▶ **What is expected**: Each line that has the string "PreprocessConfig" must be copied from the records below.

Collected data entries
use std::sync::Arc;

use crate::recognition::domain::recognition_model::{
    RecognitionModel, TrainingError, TrainingSummary,
};
use crate::recognition::infrastructure::training_corpus::TrainingCorpus;
use crate::shared::log_sink::LogSink;

/// Stages every corpus image and retrains the model from scratch.
pub struct TrainRecognizerUseCase {
    corpus: TrainingCorpus,
    log: Arc<dyn LogSink>,
}

impl TrainRecognizerUseCase {
    pub fn new(corpus: TrainingCorpus, log: Arc<dyn LogSink>) -> Self {
        Self { corpus, log }
    }

    /// Unreadable or non-image files are logged and skipped. Samples left
    /// staged by an earlier failed run are discarded, so each run trains on
    /// the corpus as it is now.
    pub fn execute(&self, model: &mut RecognitionModel) -> Result<TrainingSummary, TrainingError> {
        let scan = match self.corpus.scan() {
            Ok(scan) => scan,
            Err(e) => {
                self.log.log(&format!("Training failed: {e}"));
                return Err(e);
            }
        };
        for path in &scan.skipped {
            self.log
                .log(&format!("Skipping non-image file {}", path.display()));
        }
        model.clear_staged();
        for entry in &scan.entries {
            if let Err(e) = model.add_training_image(&entry.path, &entry.label) {
                self.log.log(&format!("Skipping {}: {e}", entry.path.display()));
            }
        }

        match model.train() {
            Ok(summary) => {
                self.log.log(&format!(
                    "Training complete: {} image(s), labels: {}",
                    summary.samples,
                    summary.labels.join(", ")
                ));
                Ok(summary)
            }
            Err(e) => {
                self.log.log(&format!("Training failed: {e}"));
                Err(e)
            }
        }
    }
}
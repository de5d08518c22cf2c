use std::path::{Path, PathBuf};

use crate::capture::infrastructure::image_sequence_device::has_image_extension;
use crate::recognition::domain::recognition_model::TrainingError;

/// One labeled sample file; the label is the file stem.
#[derive(Clone, Debug, PartialEq, Eq)]
pub struct CorpusEntry {
    pub path: PathBuf,
    pub label: String,
}

/// Result of scanning a corpus directory.
#[derive(Clone, Debug, Default, PartialEq, Eq)]
pub struct CorpusScan {
    /// Image files, sorted by path.
    pub entries: Vec<CorpusEntry>,
    /// Regular files that are not images.
    pub skipped: Vec<PathBuf>,
}

/// Flat directory of canonical face images written by the preprocessor.
pub struct TrainingCorpus {
    dir: PathBuf,
}

impl TrainingCorpus {
    pub fn new(dir: impl Into<PathBuf>) -> Self {
        Self { dir: dir.into() }
    }

    pub fn dir(&self) -> &Path {
        &self.dir
    }

    /// Lists the corpus. Subdirectories are ignored.
    pub fn scan(&self) -> Result<CorpusScan, TrainingError> {
        let read_err = |source| TrainingError::CorpusRead {
            path: self.dir.clone(),
            source,
        };
        let mut scan = CorpusScan::default();
        for entry in std::fs::read_dir(&self.dir).map_err(read_err)? {
            let path = entry.map_err(read_err)?.path();
            if !path.is_file() {
                continue;
            }
            let label = path
                .file_stem()
                .and_then(|s| s.to_str())
                .filter(|s| !s.is_empty())
                .map(str::to_owned);
            match label {
                Some(label) if has_image_extension(&path) => {
                    scan.entries.push(CorpusEntry { path, label })
                }
                _ => scan.skipped.push(path),
            }
        }
        scan.entries.sort_by(|a, b| a.path.cmp(&b.path));
        scan.skipped.sort();
        Ok(scan)
    }
}
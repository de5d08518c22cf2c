pub mod face_recognizer;
pub mod recognition_model;
pub mod training_image;
pub const IMAGE_EXTENSIONS: &[&str] = &["jpg", "jpeg", "png", "bmp", "tiff", "tif", "webp", "pgm"];

/// Frames the capture ring holds before the oldest unread frame is dropped.
pub const DEFAULT_FRAME_CAPACITY: usize = 32;

/// Canonical training/recognition image size (width x height).
pub const CANONICAL_WIDTH: u32 = 150;
pub const CANONICAL_HEIGHT: u32 = 200;

/// Pyramid scale step between detection passes.
pub const DEFAULT_SCALE_STEP: f64 = 1.16;

/// Label returned when the best match scores below the match threshold.
pub const UNKNOWN_LABEL: &str = "unknown";

/// Minimum Pearson correlation between a face and a learned template for
/// the face to be attributed to that template's identity.
pub const DEFAULT_MATCH_THRESHOLD: f64 = 0.5;

/// How long worker loops block on a single wait before re-checking for stop.
pub const DEFAULT_POLL_INTERVAL_MS: u64 = 50;

/// Upper bound on joining both worker threads during shutdown.
pub const DEFAULT_SHUTDOWN_TIMEOUT_MS: u64 = 2_000;
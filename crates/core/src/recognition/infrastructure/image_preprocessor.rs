use std::path::{Path, PathBuf};

use image::imageops::FilterType;
use image::{GrayImage, ImageFormat};
use serde::{Deserialize, Serialize};
use thiserror::Error;

use crate::shared::constants::{CANONICAL_HEIGHT, CANONICAL_WIDTH};
use crate::shared::frame::Frame;

/// Canonical form of a stored or queried face image.
#[derive(Debug, Clone, Copy, PartialEq, Eq, Serialize, Deserialize)]
#[serde(default)]
pub struct PreprocessConfig {
    pub width: u32,
    pub height: u32,
    /// Histogram-equalize after the grayscale conversion.
    pub equalize: bool,
}

impl Default for PreprocessConfig {
    fn default() -> Self {
        Self {
            width: CANONICAL_WIDTH,
            height: CANONICAL_HEIGHT,
            equalize: true,
        }
    }
}

/// Normalization and persistence failures. Reported per attempt.
#[derive(Error, Debug)]
pub enum PreprocessError {
    #[error("cannot normalize an empty {width}x{height} image")]
    EmptyImage { width: u32, height: u32 },
    #[error("{width}x{height} image is not in canonical form")]
    NotCanonical { width: u32, height: u32 },
    #[error("unsupported channel count: {0}")]
    UnsupportedChannels(u8),
    #[error("invalid filename {0:?}")]
    InvalidFilename(String),
    #[error("unsupported image format for {0:?}")]
    UnsupportedFormat(String),
    #[error("no base path configured for saved images")]
    NoBasePath,
    #[error("failed to create directory {path}: {source}")]
    CreateDir {
        path: PathBuf,
        #[source]
        source: std::io::Error,
    },
    #[error("failed to write {path}: {source}")]
    Write {
        path: PathBuf,
        #[source]
        source: image::ImageError,
    },
}

/// Turns face crops into canonical grayscale images, optionally saving them
/// into the training corpus.
pub struct ImagePreprocessor {
    config: PreprocessConfig,
    base_path: Option<PathBuf>,
}

impl ImagePreprocessor {
    pub fn new(config: PreprocessConfig) -> Self {
        Self {
            config,
            base_path: None,
        }
    }

    /// Directory that [`process_and_save_image`](Self::process_and_save_image)
    /// writes into. Created on first save.
    pub fn with_base_path(mut self, base_path: impl Into<PathBuf>) -> Self {
        self.base_path = Some(base_path.into());
        self
    }

    pub fn config(&self) -> &PreprocessConfig {
        &self.config
    }

    pub fn base_path(&self) -> Option<&Path> {
        self.base_path.as_deref()
    }

    /// Normalizes `image` to canonical size and grayscale.
    ///
    /// Input that is already single-channel at the canonical size is
    /// returned unchanged, which makes the operation idempotent.
    pub fn process_image(&self, image: &Frame) -> Result<GrayImage, PreprocessError> {
        if image.is_empty() {
            return Err(PreprocessError::EmptyImage {
                width: image.width(),
                height: image.height(),
            });
        }
        let (width, height) = (self.config.width, self.config.height);

        let decoded = image
            .to_image()
            .ok_or(PreprocessError::UnsupportedChannels(image.channels()))?;
        if image.channels() == 1 && image.width() == width && image.height() == height {
            return Ok(decoded.into_luma8());
        }

        let mut gray = decoded.to_luma8();
        if gray.dimensions() != (width, height) {
            gray = image::imageops::resize(&gray, width, height, FilterType::Triangle);
        }
        if self.config.equalize {
            gray = imageproc::contrast::equalize_histogram(&gray);
        }
        Ok(gray)
    }

    /// Normalizes `image` and writes it to `<base_path>/<filename>`.
    ///
    /// `filename` must be a bare file name; its extension picks the format.
    pub fn process_and_save_image(
        &self,
        image: &Frame,
        filename: &str,
    ) -> Result<PathBuf, PreprocessError> {
        let format = validate_filename(filename)?;
        let base = self.base_path.as_deref().ok_or(PreprocessError::NoBasePath)?;
        let processed = self.process_image(image)?;
        write_image(&processed, base, filename, format)
    }

    /// Writes an image that [`process_image`](Self::process_image) already
    /// produced, without normalizing it again.
    pub fn save_processed(
        &self,
        processed: &GrayImage,
        filename: &str,
    ) -> Result<PathBuf, PreprocessError> {
        let format = validate_filename(filename)?;
        let base = self.base_path.as_deref().ok_or(PreprocessError::NoBasePath)?;
        let (width, height) = processed.dimensions();
        if (width, height) != (self.config.width, self.config.height) {
            return Err(PreprocessError::NotCanonical { width, height });
        }
        write_image(processed, base, filename, format)
    }
}

impl Default for ImagePreprocessor {
    fn default() -> Self {
        Self::new(PreprocessConfig::default())
    }
}

fn write_image(
    processed: &GrayImage,
    base: &Path,
    filename: &str,
    format: ImageFormat,
) -> Result<PathBuf, PreprocessError> {
    std::fs::create_dir_all(base).map_err(|source| PreprocessError::CreateDir {
        path: base.to_path_buf(),
        source,
    })?;
    let path = base.join(filename);
    processed
        .save_with_format(&path, format)
        .map_err(|source| PreprocessError::Write {
            path: path.clone(),
            source,
        })?;

    log::debug!("Saved training image {}", path.display());
    Ok(path)
}

/// Accepts a bare `stem.ext` name with a known image extension.
fn validate_filename(filename: &str) -> Result<ImageFormat, PreprocessError> {
    let invalid = || PreprocessError::InvalidFilename(filename.to_string());
    let path = Path::new(filename);

    if path.file_name().and_then(|n| n.to_str()) != Some(filename) {
        return Err(invalid());
    }
    let has_stem = path
        .file_stem()
        .and_then(|s| s.to_str())
        .is_some_and(|s| !s.trim().is_empty());
    if !has_stem || path.extension().is_none() {
        return Err(invalid());
    }
    ImageFormat::from_path(path)
        .map_err(|_| PreprocessError::UnsupportedFormat(filename.to_string()))
}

▶ **Answer space**:
pub struct PreprocessConfig {
impl Default for PreprocessConfig {
    config: PreprocessConfig,
    pub fn new(config: PreprocessConfig) -> Self {
    pub fn config(&self) -> &PreprocessConfig {
        Self::new(PreprocessConfig::default())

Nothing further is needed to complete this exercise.